[Activity]: Look for "after a completed" in the entries below. Then write out exactly the line that holds it and every line after it, to the last, and nothing else.

Collected data entries

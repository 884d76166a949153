// Copyright 2025-Present New Relic, Inc. https://newrelic.com/
// SPDX-License-Identifier: Apache-2.0

//! Error taxonomy for packaging and delivery.

use thiserror::Error;

/// Packaging failures. Fatal to the whole batch: no partial payload sequence
/// is ever produced.
#[derive(Debug, Error)]
pub enum PackagingError {
    /// A record could not be serialized to its wire representation.
    #[error("failed to serialize log record: {0}")]
    Serialize(#[from] serde_json::Error),

    /// The serialized batch could not be gzip-compressed.
    #[error("failed to compress payload: {0}")]
    Compress(#[from] std::io::Error),
}

/// Errors surfaced by the intake client. Rejected (non-202) responses are
/// deliberately absent: they are logged, never returned.
#[derive(Debug, Error)]
pub enum IntakeError {
    /// Client construction failed: bad proxy URL or a credential that is not
    /// a valid header value.
    #[error("invalid intake configuration: {0}")]
    InvalidConfig(String),

    /// Packaging the batch failed; nothing was transmitted.
    #[error(transparent)]
    Packaging(#[from] PackagingError),

    /// The request could not be completed; remaining payloads were not sent.
    #[error("transport error: {0}")]
    Transport(#[source] reqwest::Error),

    /// The response body could not be fully drained after a completed
    /// exchange.
    #[error("failed to drain response body: {0}")]
    ResponseDrain(#[source] reqwest::Error),
}

#[cfg(test)]
mod tests {
    use super::*;

    #[test]
    fn test_error_display() {
        let error = IntakeError::InvalidConfig("bad proxy".to_string());
        assert_eq!(
            error.to_string(),
            "invalid intake configuration: bad proxy"
        );
    }

    #[test]
    fn test_packaging_error_passes_through() {
        let error = IntakeError::from(PackagingError::from(std::io::Error::other("boom")));
        assert_eq!(error.to_string(), "failed to compress payload: boom");
    }
}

[Finished exercise]:
    /// The response body could not be fully drained after a completed
    /// exchange.
    #[error("failed to drain response body: {0}")]
    ResponseDrain(#[source] reqwest::Error),
}

#[cfg(test)]
mod tests {
    use super::*;

    #[test]
    fn test_error_display() {
        let error = IntakeError::InvalidConfig("bad proxy".to_string());
        assert_eq!(
            error.to_string(),
            "invalid intake configuration: bad proxy"
        );
    }

    #[test]
    fn test_packaging_error_passes_through() {
        let error = IntakeError::from(PackagingError::from(std::io::Error::other("boom")));
        assert_eq!(error.to_string(), "failed to compress payload: boom");
    }
}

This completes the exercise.